Radermacher, recruited to play for Eintracht in 1952 by a schoolmate at Newtown H.S. in Elmhurst, says the club’s destiny lies in the next generation of officials.
“Right now we’re in a period of transition,” he points out. “We have young fellows moving into positions on the executive board and eventually it will be up to them what they want to do.”
TODAY’S EINTRACHT
Wolfgang Radermacher, who was player-president for a year back in 1961-62, coaches Eintracht’s metro team.
His roster includes brothers Peter and Gus Maris -- the latter a defender and the former a striker. Stopper Greg Trani and defender Sean Plainey are two other old timers still plugging away.
Radermacher’s son Glenn and two other standouts from the club’s days in the higher echelon -- Tommy Strumpf and Doczy -- are still playing and making waves in the Over-30s.
The Eintracht old boys have been a force to reckon with these last few seasons and begin the spring undefeated this weekend atop the Over-30 First Division [East] standings with a 7-0-2 record.
Among Steigerwald’s notables are the ageless Calov brothers Jeff and Douglas -- sons of Igon -- who’ve been with the club for over 25 years.
Way to go, guys!
GUYANA HOMECOMING
Sister clubs Guyana Veterans ‘A’ and ‘B’ have been two of Eintracht’s biggest rivals in the Over-30s in recent years.
During the winter break the two Guyanese sides pooled players together for a four-match tour of their homeland, which although located on the South American continent is considered a Caribbean nation.
The Guyana Veterans select side held its own against the locals, winning two and losing two games.
In their opener against Georgetown All Stars, which according to Nigel Roberts comprised former Guyanese internationals, the CSL envoys won on penalties after a 2-2. Christopher Giles had the brace in regulation time and was named Man of the Match.
Lynden Laing and Kester Darlington were on target in the second match, a 3-2 loss to Top Class Veterans in the town of Linden.
It was then off to Berbice were their hosts, the aptly named Heart of Oak trumped them 2-1. Giles was Guyana’s scorer again.
The final game of the tour was played in Georgetown against Thomas United Football Club.

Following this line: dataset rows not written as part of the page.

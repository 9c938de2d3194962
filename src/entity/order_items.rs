use sea_orm::entity::prelude::*;

#[derive(Clone, Debug, PartialEq, DeriveEntityModel)]
#[sea_orm(table_name = "order_items")]
pub struct Model {
    #[sea_orm(primary_key, auto_increment = false)]
    pub id: Uuid,
    pub order_id: Uuid,
    pub product_id: Uuid,
    pub quantity: i32,
    /// Unit price frozen at checkout.
    #[sea_orm(column_type = "Decimal(Some((10, 2)))")]
    pub price: Decimal,
    #[sea_orm(column_type = "Decimal(Some((12, 2)))")]
    pub total: Decimal,
    pub created_at: DateTimeWithTimeZone,
}

#[derive(Copy, Clone, Debug, EnumIter, DeriveRelation)]
pub enum Relation {
    #[sea_orm(
        belongs_to = "super::orders::Entity",
        from = "Column::OrderId",
        to = "super::orders::Column::Id",
        on_delete = "Cascade"
    )]
    Orders,
    #[sea_orm(
        belongs_to = "super::products::Entity",
        from = "Column::ProductId",
        to = "super::products::Column::Id"
    )]
    Products,
}

impl Related<super::orders::Entity> for Entity {
    fn to() -> RelationDef {
        Relation::Orders.def()
    }
}

impl Related<super::products::Entity> for Entity {
    fn to() -> RelationDef {
        Relation::Products.def()
    }
}

impl ActiveModelBehavior for ActiveModel {}
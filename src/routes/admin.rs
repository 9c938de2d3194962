use axum::{
    Json, Router,
    extract::State,
    routing::{get, patch},
};
use uuid::Uuid;

use crate::{
    dto::{
        admin::{DashboardStats, InventoryAdjustRequest, LowStockList},
        orders::{OrderList, OrderWithItems, UpdateOrderStatusRequest},
    },
    error::AppResult,
    middleware::auth::AuthUser,
    models::{Order, Product},
    response::ApiResponse,
    routes::{
        extract::{ApiJson, ApiPath, ApiQuery},
        params::{LowStockQuery, OrderListQuery},
    },
    services::admin_service,
    state::AppState,
};

pub fn router() -> Router<AppState> {
    Router::new()
        .route("/dashboard", get(dashboard))
        .route("/orders", get(list_all_orders))
        .route("/orders/{id}", get(get_order_admin))
        .route("/orders/{id}/status", patch(update_order_status))
        .route("/inventory/low-stock", get(list_low_stock))
        .route("/inventory/{id}", patch(adjust_inventory))
}

#[utoipa::path(
    get,
    path = "/api/admin/dashboard",
    responses(
        (status = 200, description = "Catalog and order counters", body = ApiResponse<DashboardStats>),
        (status = 403, description = "Admin only"),
    ),
    security(("bearer_auth" = [])),
    tag = "Admin"
)]
pub async fn dashboard(
    State(state): State<AppState>,
    user: AuthUser,
) -> AppResult<Json<ApiResponse<DashboardStats>>> {
    let resp = admin_service::dashboard(&state, &user).await?;
    Ok(Json(resp))
}

#[utoipa::path(
    get,
    path = "/api/admin/orders",
    params(OrderListQuery),
    responses(
        (status = 200, description = "All orders", body = ApiResponse<OrderList>),
        (status = 403, description = "Admin only"),
    ),
    security(("bearer_auth" = [])),
    tag = "Admin"
)]
pub async fn list_all_orders(
    State(state): State<AppState>,
    user: AuthUser,
    ApiQuery(query): ApiQuery<OrderListQuery>,
) -> AppResult<Json<ApiResponse<OrderList>>> {
    let resp = admin_service::list_all_orders(&state, &user, query).await?;
    Ok(Json(resp))
}

#[utoipa::path(
    get,
    path = "/api/admin/orders/{id}",
    params(("id" = Uuid, Path, description = "Order ID")),
    responses(
        (status = 200, description = "Order detail", body = ApiResponse<OrderWithItems>),
        (status = 404, description = "Order not found"),
    ),
    security(("bearer_auth" = [])),
    tag = "Admin"
)]
pub async fn get_order_admin(
    State(state): State<AppState>,
    user: AuthUser,
    ApiPath(id): ApiPath<Uuid>,
) -> AppResult<Json<ApiResponse<OrderWithItems>>> {
    let resp = admin_service::get_order_admin(&state, &user, id).await?;
    Ok(Json(resp))
}

#[utoipa::path(
    patch,
    path = "/api/admin/orders/{id}/status",
    params(("id" = Uuid, Path, description = "Order ID")),
    request_body = UpdateOrderStatusRequest,
    responses(
        (status = 200, description = "Status changed", body = ApiResponse<Order>),
        (status = 400, description = "Transition not allowed"),
        (status = 404, description = "Order not found"),
    ),
    security(("bearer_auth" = [])),
    tag = "Admin"
)]
pub async fn update_order_status(
    State(state): State<AppState>,
    user: AuthUser,
    ApiPath(id): ApiPath<Uuid>,
    ApiJson(payload): ApiJson<UpdateOrderStatusRequest>,
) -> AppResult<Json<ApiResponse<Order>>> {
    let resp = admin_service::update_order_status(&state, &user, id, payload).await?;
    Ok(Json(resp))
}

#[utoipa::path(
    get,
    path = "/api/admin/inventory/low-stock",
    params(LowStockQuery),
    responses(
        (status = 200, description = "Products at or below the threshold", body = ApiResponse<LowStockList>),
    ),
    security(("bearer_auth" = [])),
    tag = "Admin"
)]
pub async fn list_low_stock(
    State(state): State<AppState>,
    user: AuthUser,
    ApiQuery(query): ApiQuery<LowStockQuery>,
) -> AppResult<Json<ApiResponse<LowStockList>>> {
    let resp = admin_service::list_low_stock(&state, &user, query).await?;
    Ok(Json(resp))
}

#[utoipa::path(
    patch,
    path = "/api/admin/inventory/{id}",
    params(("id" = Uuid, Path, description = "Product ID")),
    request_body = InventoryAdjustRequest,
    responses(
        (status = 200, description = "Stock adjusted", body = ApiResponse<Product>),
        (status = 400, description = "Zero delta or negative result"),
        (status = 404, description = "Product not found"),
    ),
    security(("bearer_auth" = [])),
    tag = "Admin"
)]
pub async fn adjust_inventory(
    State(state): State<AppState>,
    user: AuthUser,
    ApiPath(id): ApiPath<Uuid>,
    ApiJson(payload): ApiJson<InventoryAdjustRequest>,
) -> AppResult<Json<ApiResponse<Product>>> {
    let resp = admin_service::adjust_inventory(&state, &user, id, payload).await?;
    Ok(Json(resp))
}
use chrono::Utc;
use sea_orm::{
    ActiveModelTrait, ColumnTrait, Condition, EntityTrait, PaginatorTrait, QueryFilter, QueryOrder,
    QuerySelect, Set,
};
use sea_orm::ActiveValue::NotSet;
use sea_orm::sea_query::Expr;
use sea_orm::sea_query::extension::postgres::PgExpr;
use uuid::Uuid;

use crate::{
    audit::record,
    dto::products::{
        CreateProductRequest, ProductDetail, ProductList, RatingSummary, UpdateProductRequest,
    },
    entity::{
        brands::Entity as Brands,
        categories::{Column as CategoryCol, Entity as Categories},
        order_items::{Column as OrderItemCol, Entity as OrderItems},
        products::{ActiveModel, Column, Entity as Products, Model as ProductModel},
    },
    error::{AppError, AppResult},
    middleware::auth::{AuthUser, ensure_admin},
    models::{Brand, Category, Product},
    response::{ApiResponse, Meta},
    routes::params::{ProductQuery, ProductSortBy, SortOrder},
    services::review_service::list_for_product,
    state::AppState,
};

pub async fn list_products(
    state: &AppState,
    query: ProductQuery,
) -> AppResult<ApiResponse<ProductList>> {
    let (page, limit, offset) = query.normalize();
    let mut condition = Condition::all().add(Column::IsActive.eq(true));

    if let Some(search) = query.q.as_deref().map(str::trim).filter(|s| !s.is_empty()) {
        let pattern = contains_pattern(search);
        condition = condition.add(
            Condition::any()
                .add(Expr::col(Column::Name).ilike(pattern.clone()))
                .add(Expr::col(Column::Description).ilike(pattern)),
        );
    }

    if let Some(slug) = query.category.as_deref().filter(|s| !s.is_empty()) {
        let category = Categories::find()
            .filter(CategoryCol::Slug.eq(slug))
            .one(&state.orm)
            .await?;
        match category {
            Some(category) => condition = condition.add(Column::CategoryId.eq(category.id)),
            None => {
                let meta = Meta::new(page, limit, 0);
                return Ok(ApiResponse::success(
                    "Products",
                    ProductList { items: Vec::new() },
                    Some(meta),
                ));
            }
        }
    }

    if let Some(brand_id) = query.brand {
        condition = condition.add(Column::BrandId.eq(brand_id));
    }
    if let Some(min_price) = query.min_price {
        condition = condition.add(Column::Price.gte(min_price));
    }
    if let Some(max_price) = query.max_price {
        condition = condition.add(Column::Price.lte(max_price));
    }
    if let Some(featured) = query.featured {
        condition = condition.add(Column::IsFeatured.eq(featured));
    }

    let sort_col = match query.sort_by.unwrap_or(ProductSortBy::Name) {
        ProductSortBy::CreatedAt => Column::CreatedAt,
        ProductSortBy::Price => Column::Price,
        ProductSortBy::Name => Column::Name,
    };

    let mut finder = Products::find().filter(condition);
    finder = match query.sort_order.unwrap_or(SortOrder::Asc) {
        SortOrder::Asc => finder.order_by_asc(sort_col),
        SortOrder::Desc => finder.order_by_desc(sort_col),
    };
    // stable paging when the sort key ties
    finder = finder.order_by_asc(Column::Id);

    let total = finder.clone().count(&state.orm).await? as i64;

    let items = finder
        .limit(limit as u64)
        .offset(offset as u64)
        .all(&state.orm)
        .await?
        .into_iter()
        .map(Product::from)
        .collect();

    let meta = Meta::new(page, limit, total);
    Ok(ApiResponse::success("Products", ProductList { items }, Some(meta)))
}

pub async fn get_product(state: &AppState, slug: &str) -> AppResult<ApiResponse<ProductDetail>> {
    let product = Products::find()
        .filter(
            Condition::all()
                .add(Column::Slug.eq(slug))
                .add(Column::IsActive.eq(true)),
        )
        .one(&state.orm)
        .await?
        .ok_or(AppError::NotFound("Product"))?;

    let category = match product.category_id {
        Some(id) => Categories::find_by_id(id)
            .one(&state.orm)
            .await?
            .map(Category::from),
        None => None,
    };
    let brand = match product.brand_id {
        Some(id) => Brands::find_by_id(id).one(&state.orm).await?.map(Brand::from),
        None => None,
    };

    let reviews = list_for_product(&state.orm, product.id).await?;
    let ratings: Vec<i32> = reviews.iter().map(|r| r.rating).collect();

    let detail = ProductDetail {
        product: Product::from(product),
        category,
        brand,
        rating: RatingSummary::from_ratings(&ratings),
        reviews,
    };
    Ok(ApiResponse::success("Product", detail, Some(Meta::empty())))
}

pub async fn create_product(
    state: &AppState,
    user: &AuthUser,
    payload: CreateProductRequest,
) -> AppResult<ApiResponse<Product>> {
    ensure_admin(user)?;
    payload.validate()?;
    ensure_slug_free(state, &payload.slug).await?;

    let product = ActiveModel {
        id: Set(Uuid::new_v4()),
        name: Set(payload.name.trim().to_string()),
        slug: Set(payload.slug),
        description: Set(payload.description),
        price: Set(payload.price),
        compare_price: Set(payload.compare_price),
        sku: Set(payload.sku),
        stock: Set(payload.stock),
        images: Set(serde_json::json!(payload.images)),
        is_active: Set(payload.is_active),
        is_featured: Set(payload.is_featured),
        category_id: Set(payload.category_id),
        brand_id: Set(payload.brand_id),
        created_at: NotSet,
        updated_at: NotSet,
    }
    .insert(&state.orm)
    .await?;

    record(
        &state.pool,
        user.user_id,
        "product_create",
        "products",
        serde_json::json!({ "product_id": product.id, "slug": product.slug }),
    )
    .await;

    Ok(ApiResponse::success(
        "Product created",
        Product::from(product),
        Some(Meta::empty()),
    ))
}

pub async fn update_product(
    state: &AppState,
    user: &AuthUser,
    slug: &str,
    payload: UpdateProductRequest,
) -> AppResult<ApiResponse<Product>> {
    ensure_admin(user)?;
    payload.validate()?;
    let existing = find_by_slug(state, slug).await?;

    if let Some(new_slug) = payload.slug.as_deref().filter(|s| *s != existing.slug) {
        ensure_slug_free(state, new_slug).await?;
    }

    let mut active: ActiveModel = existing.into();
    if let Some(name) = payload.name {
        active.name = Set(name.trim().to_string());
    }
    if let Some(slug) = payload.slug {
        active.slug = Set(slug);
    }
    if let Some(description) = payload.description {
        active.description = Set(Some(description));
    }
    if let Some(price) = payload.price {
        active.price = Set(price);
    }
    if let Some(compare_price) = payload.compare_price {
        active.compare_price = Set(Some(compare_price));
    }
    if let Some(sku) = payload.sku {
        active.sku = Set(Some(sku));
    }
    if let Some(stock) = payload.stock {
        active.stock = Set(stock);
    }
    if let Some(images) = payload.images {
        active.images = Set(serde_json::json!(images));
    }
    if let Some(is_active) = payload.is_active {
        active.is_active = Set(is_active);
    }
    if let Some(is_featured) = payload.is_featured {
        active.is_featured = Set(is_featured);
    }
    if let Some(category_id) = payload.category_id {
        active.category_id = Set(Some(category_id));
    }
    if let Some(brand_id) = payload.brand_id {
        active.brand_id = Set(Some(brand_id));
    }
    active.updated_at = Set(Utc::now().into());
    let product = active.update(&state.orm).await?;

    record(
        &state.pool,
        user.user_id,
        "product_update",
        "products",
        serde_json::json!({ "product_id": product.id }),
    )
    .await;

    Ok(ApiResponse::success(
        "Updated",
        Product::from(product),
        Some(Meta::empty()),
    ))
}

/// Products that appear on past orders are deactivated rather than deleted.
pub async fn delete_product(
    state: &AppState,
    user: &AuthUser,
    slug: &str,
) -> AppResult<ApiResponse<serde_json::Value>> {
    ensure_admin(user)?;
    let existing = find_by_slug(state, slug).await?;
    let product_id = existing.id;

    let ordered = OrderItems::find()
        .filter(OrderItemCol::ProductId.eq(product_id))
        .count(&state.orm)
        .await?
        > 0;

    if ordered {
        let mut active: ActiveModel = existing.into();
        active.is_active = Set(false);
        active.updated_at = Set(Utc::now().into());
        active.update(&state.orm).await?;
    } else {
        Products::delete_by_id(product_id).exec(&state.orm).await?;
    }

    record(
        &state.pool,
        user.user_id,
        "product_delete",
        "products",
        serde_json::json!({ "product_id": product_id, "deactivated": ordered }),
    )
    .await;

    Ok(ApiResponse::success(
        "Deleted",
        serde_json::json!({ "deactivated": ordered }),
        Some(Meta::empty()),
    ))
}

async fn find_by_slug(state: &AppState, slug: &str) -> AppResult<ProductModel> {
    Products::find()
        .filter(Column::Slug.eq(slug))
        .one(&state.orm)
        .await?
        .ok_or(AppError::NotFound("Product"))
}

async fn ensure_slug_free(state: &AppState, slug: &str) -> AppResult<()> {
    let taken = Products::find()
        .filter(Column::Slug.eq(slug))
        .count(&state.orm)
        .await?;
    if taken > 0 {
        return Err(AppError::Duplicate(format!("Slug '{slug}' is already in use")));
    }
    Ok(())
}

/// `%search%` for ILIKE, with the caller's own wildcards matched literally.
fn contains_pattern(search: &str) -> String {
    let mut pattern = String::with_capacity(search.len() + 2);
    pattern.push('%');
    for ch in search.chars() {
        if matches!(ch, '\\' | '%' | '_') {
            pattern.push('\\');
        }
        pattern.push(ch);
    }
    pattern.push('%');
    pattern
}

#[cfg(test)]
mod tests {
    use super::contains_pattern;

    #[test]
    fn search_wildcards_are_escaped() {
        assert_eq!(contains_pattern("aviator"), "%aviator%");
        assert_eq!(contains_pattern("100%"), r"%100\%%");
        assert_eq!(contains_pattern("cat_eye"), r"%cat\_eye%");
        assert_eq!(contains_pattern(r"a\b"), r"%a\\b%");
    }
}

It ended in a 1-1 after 90 minutes, but the New Yorkers’ proficiency from the penalty spot once again paid off in a 4-2 shoot-out victory.
Anthony Stanton, Giles, Terrence Archer, Wendell James and Noel Sargeant converted their shots.
ADIEU SAMMY
Sammy Daoud, coach of struggling CSL First Division champs Brooklyn Italians, resigned this week.
Daoud led the Italians to back-to-back titles last season, but the club’s pursuit of a third championship this year has not been going well. They lost 2-0 to Barnstonworth Rovers a week ago, their fourth defeat of the current campaign.
Brooklyn dropped to 4-4-1 (13), good enough for fourth in the six-team Western conference.